The ransomware attack code is designed to target systems through one of many commonly known software or operating system vulnerabilities. Additional forms of ransomware infections are specifically focused on users with higher levels of permissions, such as administrators, to inject malicious code. Any of these can allow an attack to proceed undetected until it’s too late to prevent or proactively respond to it.
Once the code has been delivered and executed on a system, two things can happen. Locker ransomware will shut users out of the system. Crypto ransomware encrypts data using advanced mathematical encryption keys. Systems affected by a ransomware attack can see widespread damage or a specific file or system types—such as SQL databases or Microsoft Office files—targeted.
Where does ransomware come from? And how did ransomware become so prevalent? Ransomware got its start more than 30 years ago when, in 1989, the “AIDS” Trojan horse (or PC Cyborg Trojan) appeared. Although other forms of ransomware emerged throughout the 1990s, such as the von Solms-Naccache scenario in 1992, the impacts were limited due to the lack of interconnectivity between systems, whether business, consumer, or government.
This all changed in 2010, when the emergence of cryptocurrency like Bitcoin, smartphones, and hyperconnectivity created a perfect storm in which ransomware could thrive. Cryptocurrency allowed for better anonymity in receiving ransoms. New levels of connectivity made it easier to disperse code faster and provided access to websites such as LinkedIn to generate a precise list of targets. And all of this could now be run from an attacker’s smartphone, making the source of the attack more difficult to pinpoint.
The numbers behind the growth of ransomware attacks are startling. Just in the first half of 2021, there has been a 93% increase in ransomware attacks. These attacks are becoming more visible, as well, with notable incidents such as the DarkSide attack on Colonial Pipeline and the REvil attack on Kaseya making headlines.
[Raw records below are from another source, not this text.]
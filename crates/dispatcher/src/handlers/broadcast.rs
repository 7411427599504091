//! BroadcastHandler - 通过 WebSocket 向实时消费者推送记录
//!
//! `handle` 只做非阻塞入队，由生产者直接调用。

use std::collections::HashMap;
use std::net::SocketAddr;
use std::sync::Arc;
use std::time::Duration;

use futures_util::{SinkExt, StreamExt};
use tokio::net::{TcpListener, TcpStream};
use tokio::sync::mpsc;
use tokio::task::{JoinHandle, JoinSet};
use tokio_tungstenite::{accept_async, tungstenite::protocol::Message};
use tokio_util::sync::CancellationToken;
use tracing::{debug, info, instrument, warn};

use contracts::{ContractError, DeliveryMode, OutputHandler, PipelineSettings, RecordEnvelope};

use crate::broadcast::{BroadcastHub, BroadcastStats, ConsumerRegistry, DEFAULT_QUEUE_CAPACITY};
use crate::error::DispatchError;

/// Default listen address
pub const DEFAULT_ADDR: &str = "127.0.0.1:8765";

/// Default per-consumer outbox size
pub const DEFAULT_CLIENT_BUFFER: usize = 32;

/// Configuration for BroadcastHandler
#[derive(Debug, Clone)]
pub struct BroadcastConfig {
    pub addr: SocketAddr,
    /// Per-consumer outbox capacity
    pub client_buffer: usize,
    /// Publish queue capacity
    pub queue_capacity: usize,
    /// How long teardown waits for the broadcast loop
    pub drain_grace: Duration,
    /// How long teardown waits for the listener
    pub listener_grace: Duration,
}

impl Default for BroadcastConfig {
    fn default() -> Self {
        let settings = PipelineSettings::default();
        Self {
            addr: SocketAddr::from(([127, 0, 0, 1], 8765)),
            client_buffer: DEFAULT_CLIENT_BUFFER,
            queue_capacity: DEFAULT_QUEUE_CAPACITY,
            drain_grace: settings.drain_grace(),
            listener_grace: settings.listener_grace(),
        }
    }
}

impl BroadcastConfig {
    /// Create config from params map
    pub fn from_params(
        params: &HashMap<String, String>,
        settings: &PipelineSettings,
        queue_capacity: usize,
    ) -> Result<Self, String> {
        let addr_str = params.get("addr").map_or(DEFAULT_ADDR, String::as_str);
        let addr: SocketAddr = addr_str
            .parse()
            .map_err(|e| format!("invalid address '{addr_str}': {e}"))?;

        let client_buffer = match params.get("client_buffer") {
            Some(raw) => raw
                .parse()
                .ok()
                .filter(|n: &usize| *n > 0)
                .ok_or_else(|| format!("invalid client_buffer '{raw}'"))?,
            None => DEFAULT_CLIENT_BUFFER,
        };

        Ok(Self {
            addr,
            client_buffer,
            queue_capacity,
            drain_grace: settings.drain_grace(),
            listener_grace: settings.listener_grace(),
        })
    }
}

/// Handler that fans records out to WebSocket consumers
pub struct BroadcastHandler {
    name: String,
    config: BroadcastConfig,
    cancel: CancellationToken,
    hub: Option<BroadcastHub>,
    stats: Option<Arc<BroadcastStats>>,
    local_addr: Option<SocketAddr>,
    hub_task: Option<JoinHandle<()>>,
    listener_task: Option<JoinHandle<()>>,
}

impl BroadcastHandler {
    pub fn new(name: impl Into<String>, config: BroadcastConfig) -> Self {
        Self {
            name: name.into(),
            config,
            cancel: CancellationToken::new(),
            hub: None,
            stats: None,
            local_addr: None,
            hub_task: None,
            listener_task: None,
        }
    }

    /// Bound address, available after `setup`
    pub fn local_addr(&self) -> Option<SocketAddr> {
        self.local_addr
    }

    /// Hub statistics, available after `setup`
    pub fn stats(&self) -> Option<&Arc<BroadcastStats>> {
        self.stats.as_ref()
    }
}

impl OutputHandler for BroadcastHandler {
    fn name(&self) -> &str {
        &self.name
    }

    fn delivery_mode(&self) -> DeliveryMode {
        DeliveryMode::NonBlocking
    }

    #[instrument(name = "broadcast_handler_setup", skip(self), fields(handler = %self.name))]
    async fn setup(&mut self) -> Result<(), ContractError> {
        if self.hub.is_some() {
            debug!(handler = %self.name, "broadcast already listening");
            return Ok(());
        }
        let listener = TcpListener::bind(self.config.addr).await.map_err(|e| {
            ContractError::handler_setup(&self.name, format!("bind {}: {e}", self.config.addr))
        })?;
        let local_addr = listener.local_addr()?;

        let (hub, broadcast_loop) = BroadcastHub::new(self.config.queue_capacity);
        self.hub_task = Some(tokio::spawn(broadcast_loop.run()));
        self.listener_task = Some(tokio::spawn(accept_loop(
            listener,
            hub.registry(),
            self.cancel.child_token(),
            self.config.client_buffer,
        )));
        self.stats = Some(Arc::clone(hub.stats()));
        self.hub = Some(hub);
        self.local_addr = Some(local_addr);

        info!(handler = %self.name, addr = %local_addr, "live broadcast listening");
        Ok(())
    }

    async fn handle(&mut self, envelope: &RecordEnvelope) -> Result<(), ContractError> {
        let Some(hub) = &self.hub else {
            return Err(ContractError::handler_delivery(&self.name, "broadcast not started"));
        };
        if hub.publish(envelope.to_json()?) {
            Ok(())
        } else {
            Err(ContractError::queue_overflow(&self.name))
        }
    }

    #[instrument(name = "broadcast_handler_teardown", skip(self), fields(handler = %self.name))]
    async fn teardown(&mut self) -> Result<(), ContractError> {
        let drain_grace = self.config.drain_grace;
        if let Some(hub) = self.hub.take() {
            if tokio::time::timeout(drain_grace, hub.stop()).await.is_err() {
                warn!(handler = %self.name, "broadcast queue did not accept stop");
            }
            if let Some(stats) = &self.stats {
                info!(
                    handler = %self.name,
                    published = stats.published(),
                    dropped = stats.dropped(),
                    lagged = stats.lagged(),
                    "broadcast stopping"
                );
            }
        }
        if let Some(task) = self.hub_task.take() {
            await_with_grace("broadcast loop", task, drain_grace).await;
        }

        self.cancel.cancel();
        if let Some(task) = self.listener_task.take() {
            await_with_grace("broadcast listener", task, self.config.listener_grace).await;
        }
        Ok(())
    }
}

/// Wait for a background task, abort it when the grace period runs out
async fn await_with_grace(component: &str, mut task: JoinHandle<()>, grace: Duration) {
    match tokio::time::timeout(grace, &mut task).await {
        Ok(Ok(())) => debug!(component, "stopped"),
        Ok(Err(e)) => warn!(component, error = %e, "task failed"),
        Err(_) => {
            task.abort();
            let err = DispatchError::shutdown_timeout(component, grace);
            warn!(error = %err, "shutdown timeout");
        }
    }
}

#[instrument(name = "broadcast_accept_loop", skip_all)]
async fn accept_loop(
    listener: TcpListener,
    registry: ConsumerRegistry,
    cancel: CancellationToken,
    client_buffer: usize,
) {
    let mut connections = JoinSet::new();

    loop {
        tokio::select! {
            _ = cancel.cancelled() => break,
            Some(_) = connections.join_next(), if !connections.is_empty() => {}
            accepted = listener.accept() => match accepted {
                Ok((stream, peer)) => {
                    connections.spawn(serve_consumer(
                        stream,
                        peer,
                        registry.clone(),
                        cancel.clone(),
                        client_buffer,
                    ));
                }
                Err(e) => warn!(error = %e, "accept failed"),
            },
        }
    }

    // Connections watch the same token and close on their own
    while connections.join_next().await.is_some() {}
    debug!("accept loop stopped");
}

async fn serve_consumer(
    stream: TcpStream,
    peer: SocketAddr,
    registry: ConsumerRegistry,
    cancel: CancellationToken,
    client_buffer: usize,
) {
    let ws_stream = tokio::select! {
        _ = cancel.cancelled() => return,
        handshake = accept_async(stream) => match handshake {
            Ok(ws) => ws,
            Err(e) => {
                warn!(peer = %peer, error = %e, "WebSocket handshake failed");
                return;
            }
        },
    };

    let (mut ws_tx, mut ws_rx) = ws_stream.split();
    let (outbox_tx, mut outbox) = mpsc::channel(client_buffer);
    let id = registry.join(outbox_tx);
    info!(consumer = id, peer = %peer, "live consumer connected");

    loop {
        tokio::select! {
            _ = cancel.cancelled() => {
                let _ = ws_tx.send(Message::Close(None)).await;
                break;
            }
            outgoing = outbox.recv() => match outgoing {
                Some(json) => {
                    if let Err(e) = ws_tx.send(Message::Text(json.to_string())).await {
                        debug!(consumer = id, error = %e, "send failed");
                        break;
                    }
                }
                None => {
                    // Removed by the broadcast loop (stopped)
                    let _ = ws_tx.send(Message::Close(None)).await;
                    break;
                }
            },
            // Pings are answered by tungstenite on the next write or flush
            incoming = ws_rx.next() => match incoming {
                Some(Ok(Message::Close(_))) | None => break,
                Some(Err(e)) => {
                    debug!(consumer = id, error = %e, "WebSocket error");
                    break;
                }
                Some(Ok(_)) => {}
            },
        }
    }

    registry.leave(id);
    info!(consumer = id, peer = %peer, "live consumer disconnected");
}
The ransomware ecosystem is largely self-contained and is capable of powering itself. In other words, it has become its own unique economy, complete with innovation and investment opportunities. The resources and tools necessary for carrying out a ransomware attack have been simplified as a result, opening the formulation of these attacks to a wider, nontechnical audience.
Ransomware as a Service (RaaS) is a popular way this has been accomplished. RaaS is an adaptation of Software as a Service (SaaS). Like SaaS, RaaS is a subscription-based model that provides ransomware tools in exchange for giving the developer a portion of the proceeds. This eliminates the coding requirement for many attackers that have been instrumental in fueling the explosion of ransomware attacks in recent years.
Attack tools used will vary. However, the growing prevalence of exploit kits such as Globe Ransom Builder introduces a new twist. These tools allow users to build a ransomware tool to suit attackers’ exact needs or to modify an existing ransomware tool. The increasing availability of these toolkits makes it certain that the market for ransomware tools will continue to heat up.
The financial windfalls to be gained by a malicious party through a ransomware attack means this isn’t going away anytime soon. Attackers sought $70 million from Kaseya, while Colonial Pipeline paid out $5 million in Bitcoin, though the FBI was able to recover $2.3 million in Bitcoin shortly after the ransom was paid.
The potential for financial gain in the ransomware marketplace has seen an interesting trend develop where attackers have started to attack each other. These attacker-versus-attacker incidents are expected to increase as the amount of money collected through successful attacks continues to grow. This will only add to the complexity of the ransomware market.